Helping Your Children Learn Self-Control
Teaching your child to handle her feelings in a positive way without temper tantrums, biting, and hitting is one of the most important jobs for parents. If you think of misbehaviors as a chance to teach self-control, you can help your child grow.
What is self-control? Self-control is the ability to think before you act, rather than being controlled by your feelings. Self-control means that a person takes time to think about the consequences before choosing an action instead of acting on feelings alone. You might ask your child to wait nicely in line for a turn on the slide. Children who are learning self-control will be able to stop themselves from pushing and shoving the children ahead of them because they understand they might lose a turn on the slide from this misbehavior. Children with self-control can make decisions that lead to positive things like having fun on the slide.

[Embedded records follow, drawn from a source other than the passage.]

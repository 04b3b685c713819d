//! `certconform capabilities` command handler

use std::io::Write;

use serde::Serialize;

use certconform_core::capability::Capability;
use certconform_suite::catalog::entries;

use crate::error::CliError;
use crate::output::{OutputWriter, Render};

/// Execute the `capabilities` command.
pub fn execute(writer: &OutputWriter) -> Result<(), CliError> {
    writer.render(&build_report())?;
    Ok(())
}

fn build_report() -> CapabilitiesReport {
    let catalog = entries();
    let capabilities = Capability::ALL
        .iter()
        .map(|&capability| CapabilityInfo {
            name: capability.as_str(),
            description: capability.description(),
            required_by: catalog
                .iter()
                .filter(|entry| entry.required().contains(capability))
                .map(|entry| entry.name())
                .collect(),
        })
        .collect();
    CapabilitiesReport { capabilities }
}

#[derive(Serialize)]
pub struct CapabilitiesReport {
    pub capabilities: Vec<CapabilityInfo>,
}

#[derive(Serialize)]
pub struct CapabilityInfo {
    pub name: &'static str,
    pub description: &'static str,
    /// Catalog entries skipped when this capability is declared unsupported
    pub required_by: Vec<&'static str>,
}

impl Render for CapabilitiesReport {
    fn render_text(&self, w: &mut dyn Write) -> std::io::Result<()> {
        use colored::Colorize;

        for info in &self.capabilities {
            writeln!(w, "{:<24} {}", info.name.bold(), info.description)?;
            if !info.required_by.is_empty() {
                writeln!(w, "{:<24} skips: {}", "", info.required_by.join(", "))?;
            }
        }
        Ok(())
    }
}
//! Command handlers -- one module per subcommand

pub mod capabilities;
pub mod config;
pub mod plan;
pub mod rbac_matrix;
impl Catalog {
    fn city_pages(&self, kind: OfferingKind) -> Vec<GeneratedPage> {
        let offerings = self.offerings(kind);
        let mut pages = Vec::with_capacity(offerings.len() * self.cities.len());
        for offering in offerings {
            for city in &self.cities {
                pages.push(GeneratedPage::new(offering, city));
            }
        }
        pages
    }

    fn city_routes(&self, kind: OfferingKind) -> Vec<CityRoute> {
        self.city_pages(kind)
            .into_iter()
            .map(|page| CityRoute {
                kind,
                slug: page.route_slug(),
                entity_slug: page.entity_slug,
                city_slug: page.city,
            })
            .collect()
    }

    fn city_page(&self, kind: OfferingKind, entity_slug: &str, city_slug: &str) -> Option<GeneratedPage> {
        self.city_pages(kind)
            .into_iter()
            .find(|page| page.entity_slug == entity_slug && page.city == city_slug)
    }

    pub fn product_city_pages(&self) -> Vec<GeneratedPage> {
        self.city_pages(OfferingKind::Product)
    }

    pub fn service_city_pages(&self) -> Vec<GeneratedPage> {
        self.city_pages(OfferingKind::Service)
    }

    pub fn product_city_page(&self, product_slug: &str, city_slug: &str) -> Option<GeneratedPage> {
        self.city_page(OfferingKind::Product, product_slug, city_slug)
    }

    pub fn service_city_page(&self, service_slug: &str, city_slug: &str) -> Option<GeneratedPage> {
        self.city_page(OfferingKind::Service, service_slug, city_slug)
    }

    pub fn product_city_routes(&self) -> Vec<CityRoute> {
        self.city_routes(OfferingKind::Product)
    }

    pub fn service_city_routes(&self) -> Vec<CityRoute> {
        self.city_routes(OfferingKind::Service)
    }

    /// Resolves the last URL segment of a landing page (`<entity>-<city>`).
    ///
    /// Both halves may contain hyphens, so the segment is matched against the
    /// enumerated routes rather than split.
    pub fn resolve_city_page(&self, kind: OfferingKind, route_slug: &str) -> Option<GeneratedPage> {
        let route = self
            .city_routes(kind)
            .into_iter()
            .find(|route| route.slug == route_slug)?;
        self.city_page(kind, route.entity_slug.as_str(), route.city_slug.as_str())
    }

    /// The whole matrix grouped by city, in city catalog order.
    pub fn matrix_by_city(&self) -> Vec<CityIndex> {
        let mut groups: IndexMap<&Slug, CityIndex> = self
            .cities
            .iter()
            .map(|city| {
                (
                    city.slug(),
                    CityIndex {
                        city: city.slug().clone(),
                        city_name: city.name().to_string(),
                        products: Vec::new(),
                        services: Vec::new(),
                    },
                )
            })
            .collect();

        for page in self
            .product_city_pages()
            .into_iter()
            .chain(self.service_city_pages())
        {
            let Some(group) = groups.get_mut(&page.city) else {
                continue;
            };
            let link = IndexLink {
                name: page.entity_name.clone(),
                title: page.title.clone(),
                path: page.path(),
            };
            match page.kind {
                OfferingKind::Product => group.products.push(link),
                OfferingKind::Service => group.services.push(link),
            }
        }

        groups.into_values().collect()
    }
}

/// Landing pages available in one city.
#[derive(Debug, Clone, PartialEq, Eq, serde::Serialize)]
#[serde(rename_all = "camelCase")]
pub struct CityIndex {
    pub city: Slug,
    pub city_name: String,
    pub products: Vec<IndexLink>,
    pub services: Vec<IndexLink>,
}

#[derive(Debug, Clone, PartialEq, Eq, serde::Serialize)]
pub struct IndexLink {
    pub name: String,
    pub title: String,
    pub path: String,
}

/// Every product landing page over the built-in catalog.
pub fn generate_product_city_pages() -> Vec<GeneratedPage> {
    catalog::builtin().product_city_pages()
}

/// Every service landing page over the built-in catalog.
pub fn generate_service_city_pages() -> Vec<GeneratedPage> {
    catalog::builtin().service_city_pages()
}

/// `None` when either slug is not in the built-in catalog.
pub fn get_product_city_page(product_slug: &str, city_slug: &str) -> Option<GeneratedPage> {
    catalog::builtin().product_city_page(product_slug, city_slug)
}

/// `None` when either slug is not in the built-in catalog.
pub fn get_service_city_page(service_slug: &str, city_slug: &str) -> Option<GeneratedPage> {
    catalog::builtin().service_city_page(service_slug, city_slug)
}

pub static ALL_PRODUCT_CITY_ROUTES: Lazy<Vec<CityRoute>> =
    Lazy::new(|| catalog::builtin().product_city_routes());

pub static ALL_SERVICE_CITY_ROUTES: Lazy<Vec<CityRoute>> =
    Lazy::new(|| catalog::builtin().service_city_routes());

When children do not have much self-control they will do things without thinking about the consequences. This means they often end up facing the negative consequences of their own impulsive behavior. When the child is young, this causes many frustrations. As the child grows the problems can grow as well and the consequences can become more and more serious even leading to self-destructive behavior like the use of drugs and alcohol. So it is important to start young to build the skills that children will need later in life.
What can I do to help my child?
It is never too late to help a child build more self-control, but self-control lessons start in the first year of life.
Birth through toddler years
The beginning of self-control comes when your baby cries and you respond. Many people believe that you can spoil babies by responding to their cries. Research shows that when you respond predictably to an infant who cries, later on that baby is likely to cry less rather than more. Get to know your baby’s style of soothing. For instance, some children need movement to calm down and love to be rocked.
As your baby grows he may begin rocking himself back and forth in his crib. Allow your child to comfort and calm himself in this way.
Toddlerhood is a demanding time both for parent and child. Many toddlers become frustrated because they may have trouble making themselves understood or may be too little to do the things they want to do. Expect toddlers to have little self-control.
You can help your child behave at her best by keeping her on a regular schedule as much as possible. Help her to get enough rest and serve regular meals and snacks. Watch carefully for signs that your child is becoming hungry and overtired. At this age children are very distractible — you can redirect them to another activity when they are doing something unsafe. If your child has a temper tantrum, make sure she’s safe and keep her from hurting herself or others. After the tantrum is over she’ll need your comfort and support. Teach some basic words, such as NO and STOP, to use in difficult situations. These words will help your child feel safer. The goal of self-control at this age is to help children begin to use words to express themselves.
The preschool years
Preschoolers are eager to play with children their own age, but this play is rarely smooth. The goal of this stage of development is to learn how to talk about a problem and solve it with words rather than aggression. Even a three-year-old can begin to use conflict resolution to solve problems with an adult’s help. Encourage children to say what the problem is and ask them to come up with ideas for a solution. The solutions that kids come up with can be wonderfully creative. As long as all the children involved agree, let them try out their own solutions.
This is the time to introduce family chores. Simple jobs like setting the table and putting away laundry are good for children of this age. Research has found that children who have regular chores from the age of 4 are more successful in early adulthood.
Expect that children will still have trouble waiting for a turn and sharing, but that they will become better at doing these things. When your child shows self-control make sure you notice and praise him.
Stress and self-control
Expect that children will lose some of their ability to control themselves when they are under stress. Normal stresses, such as the birth of a sibling or the start of a new child care program, can strain children’s controls. Other stresses include a parent’s job loss, divorce, and death of a family member. These also can make it harder for a child to manage her feelings.
When you are under stress it can be hard to talk about painful things with your child. What most children need is a chance to express their sad and mad feelings. There are a number of books written for children on these difficult situations. You can ask your local librarian for suggestions. Your child care provider can be a great source of support for your child during changes and stressful times. Let them know what your child is experiencing, so that they can better understand and respond to your child.
The work of helping your child build self-control continues through the elementary school years and into the teen years. Children learn to be responsible by handling homework, family chores, and obligations to friends and family. Starting early and carrying on self-control lessons throughout your child’s developing years is the best way to give gift of healthy self-control.
Early to bed
No one is at their best when they don’t get enough sleep. Most of us are crabby and irritable. Did you know that most preschool children are not getting enough rest? Most people are surprised to learn that it is recommended that children of this age get eleven to thirteen hours of sleep each night. Most children in this country are not even getting the lowest recommended amount. We can’t expect our children to behave at their best when they are not getting enough sleep. So make sure your children get the sleep they need.